You’ve Got to Laugh 😂

Where on earth do we start this week… if you take one thing away from the announcement on Wednesday… it’s that the appetite for election memes we saw in 2019 has not faded, and that the Westminster bubble have been waiting four and half years for this moment. Whether it’s the fake Labour graphic firing its way around the internet on Tuesday morning that Rishi Sunak had defected to Labour, to the classic and much used ‘Rick Astley for Prime Minister’ poster first seen years ago – you may need to mute certain politically-minded WhatsApp groups over the next 6 weeks if you’re to get through this one having done any work at all. Given our data show this is the section most readers immediately scroll to, you can be sure we’ll roundup some of the best clips and memes every Friday for the next 6 weeks. You’re welcome.

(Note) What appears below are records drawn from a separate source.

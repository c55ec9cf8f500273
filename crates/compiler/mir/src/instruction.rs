//! # MIR Instructions
//!
//! This module defines the instruction types for MIR.
//! Instructions perform computations but do not transfer control flow.

use std::collections::HashSet;

use crate::{BasicBlockId, PrettyPrint, Value, ValueId};

/// Binary operators available in MIR
#[derive(Debug, Clone, Copy, PartialEq, Eq, Hash, PartialOrd, Ord)]
pub enum BinaryOp {
    Add,
    Sub,
    Mul,
    Div,
    Rem,
    Eq,
    Neq,
    Less,
    LessEqual,
    Greater,
    GreaterEqual,
    And,
    Or,
}

impl BinaryOp {
    /// Returns true for operators producing a boolean from two integers
    pub const fn is_comparison(self) -> bool {
        matches!(
            self,
            Self::Eq | Self::Neq | Self::Less | Self::LessEqual | Self::Greater | Self::GreaterEqual
        )
    }

    /// The comparison obtained by exchanging the operands: `a < b` <=> `b > a`
    pub const fn swapped(self) -> Self {
        match self {
            Self::Less => Self::Greater,
            Self::LessEqual => Self::GreaterEqual,
            Self::Greater => Self::Less,
            Self::GreaterEqual => Self::LessEqual,
            other => other,
        }
    }

    /// The logical negation of a comparison: `!(a < b)` <=> `a >= b`
    pub const fn negated(self) -> Option<Self> {
        match self {
            Self::Eq => Some(Self::Neq),
            Self::Neq => Some(Self::Eq),
            Self::Less => Some(Self::GreaterEqual),
            Self::LessEqual => Some(Self::Greater),
            Self::Greater => Some(Self::LessEqual),
            Self::GreaterEqual => Some(Self::Less),
            _ => None,
        }
    }

    const fn symbol(self) -> &'static str {
        match self {
            Self::Add => "+",
            Self::Sub => "-",
            Self::Mul => "*",
            Self::Div => "/",
            Self::Rem => "%",
            Self::Eq => "==",
            Self::Neq => "!=",
            Self::Less => "<",
            Self::LessEqual => "<=",
            Self::Greater => ">",
            Self::GreaterEqual => ">=",
            Self::And => "&&",
            Self::Or => "||",
        }
    }
}

/// Unary operators available in MIR
#[derive(Debug, Clone, Copy, PartialEq, Eq, Hash)]
pub enum UnaryOp {
    Neg,
    Not,
}

/// An instruction performs an operation but does NOT transfer control
///
/// # Design Notes
///
/// - All instructions follow three-address code (TAC) format
/// - Instructions can define at most one value
/// - Phi instructions must appear before every other instruction of a block
#[derive(Debug, Clone, PartialEq, Eq)]
pub struct Instruction {
    /// The kind of instruction and its operands
    pub kind: InstructionKind,

    /// Optional comment for debugging
    pub comment: Option<String>,
}

/// The different kinds of instructions available in MIR
#[derive(Debug, Clone, PartialEq, Eq)]
pub enum InstructionKind {
    /// Simple assignment: `dest = source`
    Assign { dest: ValueId, source: Value },

    /// Unary operation: `dest = op source`
    UnaryOp {
        op: UnaryOp,
        dest: ValueId,
        source: Value,
    },

    /// Binary operation: `dest = left op right`
    BinaryOp {
        op: BinaryOp,
        dest: ValueId,
        left: Value,
        right: Value,
    },

    /// Join point: `dest = phi [pred: value, ...]`
    /// Selects the value flowing in from the predecessor that executed
    Phi {
        dest: ValueId,
        sources: Vec<(BasicBlockId, Value)>,
    },

    /// Allocate an array of `size` integer cells in the current frame
    FrameAlloc { dest: ValueId, size: usize },

    /// Address arithmetic: `dest = base + offset` (offset counted in cells)
    GetElementPtr {
        dest: ValueId,
        base: Value,
        offset: Value,
    },

    /// Load from memory: `dest = load address`
    Load { dest: ValueId, address: Value },

    /// Store to memory: `store address, value`
    Store { address: Value, value: Value },

    /// No operation
    Nop,
}

impl Instruction {
    const fn from_kind(kind: InstructionKind) -> Self {
        Self {
            kind,
            comment: None,
        }
    }

    /// Creates a new assignment instruction
    pub const fn assign(dest: ValueId, source: Value) -> Self {
        Self::from_kind(InstructionKind::Assign { dest, source })
    }

    /// Creates a new unary operation instruction
    pub const fn unary_op(op: UnaryOp, dest: ValueId, source: Value) -> Self {
        Self::from_kind(InstructionKind::UnaryOp { op, dest, source })
    }

    /// Creates a new binary operation instruction
    pub const fn binary_op(op: BinaryOp, dest: ValueId, left: Value, right: Value) -> Self {
        Self::from_kind(InstructionKind::BinaryOp {
            op,
            dest,
            left,
            right,
        })
    }

    /// Creates a phi instruction with the given sources
    pub const fn phi(dest: ValueId, sources: Vec<(BasicBlockId, Value)>) -> Self {
        Self::from_kind(InstructionKind::Phi { dest, sources })
    }

    /// Creates a new frame allocation instruction
    pub const fn frame_alloc(dest: ValueId, size: usize) -> Self {
        Self::from_kind(InstructionKind::FrameAlloc { dest, size })
    }

    /// Creates a new get element pointer instruction
    pub const fn get_element_ptr(dest: ValueId, base: Value, offset: Value) -> Self {
        Self::from_kind(InstructionKind::GetElementPtr { dest, base, offset })
    }

    /// Creates a new load instruction
    pub const fn load(dest: ValueId, address: Value) -> Self {
        Self::from_kind(InstructionKind::Load { dest, address })
    }

    /// Creates a new store instruction
    pub const fn store(address: Value, value: Value) -> Self {
        Self::from_kind(InstructionKind::Store { address, value })
    }

    /// Creates a no-op instruction
    pub const fn nop() -> Self {
        Self::from_kind(InstructionKind::Nop)
    }

    /// Sets a comment for this instruction
    pub fn with_comment(mut self, comment: impl Into<String>) -> Self {
        self.comment = Some(comment.into());
        self
    }

    /// Returns the destination value if this instruction defines one
    pub const fn destination(&self) -> Option<ValueId> {
        match &self.kind {
            InstructionKind::Assign { dest, .. }
            | InstructionKind::UnaryOp { dest, .. }
            | InstructionKind::BinaryOp { dest, .. }
            | InstructionKind::Phi { dest, .. }
            | InstructionKind::FrameAlloc { dest, .. }
            | InstructionKind::GetElementPtr { dest, .. }
            | InstructionKind::Load { dest, .. } => Some(*dest),
            InstructionKind::Store { .. } | InstructionKind::Nop => None,
        }
    }

    /// Returns every operand of this instruction, literals included, in order
    pub fn operands(&self) -> Vec<Value> {
        match &self.kind {
            InstructionKind::Assign { source, .. } | InstructionKind::UnaryOp { source, .. } => {
                vec![*source]
            }
            InstructionKind::BinaryOp { left, right, .. } => vec![*left, *right],
            InstructionKind::Phi { sources, .. } => sources.iter().map(|(_, v)| *v).collect(),
            InstructionKind::GetElementPtr { base, offset, .. } => vec![*base, *offset],
            InstructionKind::Load { address, .. } => vec![*address],
            InstructionKind::Store { address, value } => vec![*address, *value],
            InstructionKind::FrameAlloc { .. } | InstructionKind::Nop => vec![],
        }
    }

    /// Returns all values used by this instruction
    pub fn used_values(&self) -> HashSet<ValueId> {
        self.operands()
            .into_iter()
            .filter_map(|value| value.as_operand())
            .collect()
    }

    /// Replaces every use of `from` with `to`
    pub fn replace_value_uses(&mut self, from: ValueId, to: ValueId) {
        match &mut self.kind {
            InstructionKind::Assign { source, .. } | InstructionKind::UnaryOp { source, .. } => {
                source.replace_use(from, to);
            }
            InstructionKind::BinaryOp { left, right, .. } => {
                left.replace_use(from, to);
                right.replace_use(from, to);
            }
            InstructionKind::Phi { sources, .. } => {
                for (_, value) in sources {
                    value.replace_use(from, to);
                }
            }
            InstructionKind::GetElementPtr { base, offset, .. } => {
                base.replace_use(from, to);
                offset.replace_use(from, to);
            }
            InstructionKind::Load { address, .. } => address.replace_use(from, to),
            InstructionKind::Store { address, value } => {
                address.replace_use(from, to);
                value.replace_use(from, to);
            }
            InstructionKind::FrameAlloc { .. } | InstructionKind::Nop => {}
        }
    }

    /// Returns true if this is a phi instruction
    pub const fn is_phi(&self) -> bool {
        matches!(self.kind, InstructionKind::Phi { .. })
    }

    /// Returns true if removing this instruction could change observable behavior
    ///
    /// Frame allocations count as effects since they create fresh storage;
    /// divisions can trap on a zero divisor.
    pub const fn has_side_effects(&self) -> bool {
        matches!(
            self.kind,
            InstructionKind::Store { .. }
                | InstructionKind::FrameAlloc { .. }
                | InstructionKind::BinaryOp {
                    op: BinaryOp::Div | BinaryOp::Rem,
                    ..
                }
        )
    }

    /// Returns true if this instruction reads or writes memory
    pub const fn touches_memory(&self) -> bool {
        matches!(
            self.kind,
            InstructionKind::Load { .. }
                | InstructionKind::Store { .. }
                | InstructionKind::FrameAlloc { .. }
        )
    }

    /// Returns true if the result depends only on the operands
    pub const fn is_pure(&self) -> bool {
        !self.touches_memory() && !self.is_phi() && !self.has_side_effects()
    }

    /// Returns the incoming sources if this is a phi
    pub fn phi_sources(&self) -> Option<&[(BasicBlockId, Value)]> {
        match &self.kind {
            InstructionKind::Phi { sources, .. } => Some(sources),
            _ => None,
        }
    }

    /// Renames the incoming block `old` to `new` if this is a phi
    pub fn rename_phi_source(&mut self, old: BasicBlockId, new: BasicBlockId) {
        if let InstructionKind::Phi { sources, .. } = &mut self.kind {
            for (block, _) in sources.iter_mut() {
                if *block == old {
                    *block = new;
                }
            }
        }
    }

    /// Drops every incoming source for which `keep` returns false
    pub fn retain_phi_sources(&mut self, mut keep: impl FnMut(BasicBlockId) -> bool) {
        if let InstructionKind::Phi { sources, .. } = &mut self.kind {
            sources.retain(|(block, _)| keep(*block));
        }
    }
}

impl PrettyPrint for Instruction {
    fn pretty_print(&self, _indent: usize) -> String {
        let text = match &self.kind {
            InstructionKind::Assign { dest, source } => {
                format!("%{} = {}", dest.index(), source.pretty_print(0))
            }
            InstructionKind::UnaryOp { op, dest, source } => {
                let symbol = match op {
                    UnaryOp::Neg => "-",
                    UnaryOp::Not => "!",
                };
                format!("%{} = {symbol}{}", dest.index(), source.pretty_print(0))
            }
            InstructionKind::BinaryOp {
                op,
                dest,
                left,
                right,
            } => format!(
                "%{} = {} {} {}",
                dest.index(),
                left.pretty_print(0),
                op.symbol(),
                right.pretty_print(0)
            ),
            InstructionKind::Phi { dest, sources } => {
                let sources = sources
                    .iter()
                    .map(|(block, value)| format!("bb{}: {}", block.index(), value.pretty_print(0)))
                    .collect::<Vec<_>>()
                    .join(", ");
                format!("%{} = phi [{sources}]", dest.index())
            }
            InstructionKind::FrameAlloc { dest, size } => {
                format!("%{} = framealloc {size}", dest.index())
            }
            InstructionKind::GetElementPtr { dest, base, offset } => format!(
                "%{} = getelementptr {}, {}",
                dest.index(),
                base.pretty_print(0),
                offset.pretty_print(0)
            ),
            InstructionKind::Load { dest, address } => {
                format!("%{} = load {}", dest.index(), address.pretty_print(0))
            }
            InstructionKind::Store { address, value } => format!(
                "store {}, {}",
                address.pretty_print(0),
                value.pretty_print(0)
            ),
            InstructionKind::Nop => "nop".to_string(),
        };

        match &self.comment {
            Some(comment) => format!("{text} // {comment}"),
            None => text,
        }
    }
}

#[cfg(test)]
#[path = "instruction_tests.rs"]
mod tests;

Unsurprisingly the PM was the butt of most jokes this week, with his bizarre decision to deliver the announcement whilst getting progressively sopping wet leading to some great memes. Hats off to the TUC for their getting out the blocks quickly. Sunak’s gaff asking whether a brewery in South Wales was looking forward to getting people in to watch the Euros this summer (which Wales didn’t qualify for), and a visit to where the Titanic was built (prompting “sinking ship” questions) kickstarted what will undoubtedly be a cringe-riddled campaign on all sides.

And finally, before we get into full election mode, we thought you’d enjoy a couple of other contributions from opposite ends of the political spectrum punted out into the ether of the internet before everyone’s summer plans were dramatically changed on Wednesday. Firstly came Stella Creasy’s montage of celebrity pairings, from Thelma and Louise to Bert and Ernie, in her job advert recruiting for a “sidekick” (Parliamentary and Campaigns Manager)… full credit for eye-catching originality to be fair. However first place for Tweet Of The Week (did we spell that correctly?...) has to go to Lee Anderson for his bizarre dog whistle – which so far has received over 4 million views – asking how long before “some highly educated expert” calls his Full English Breakfast (pictured) “racist”… very odd indeed.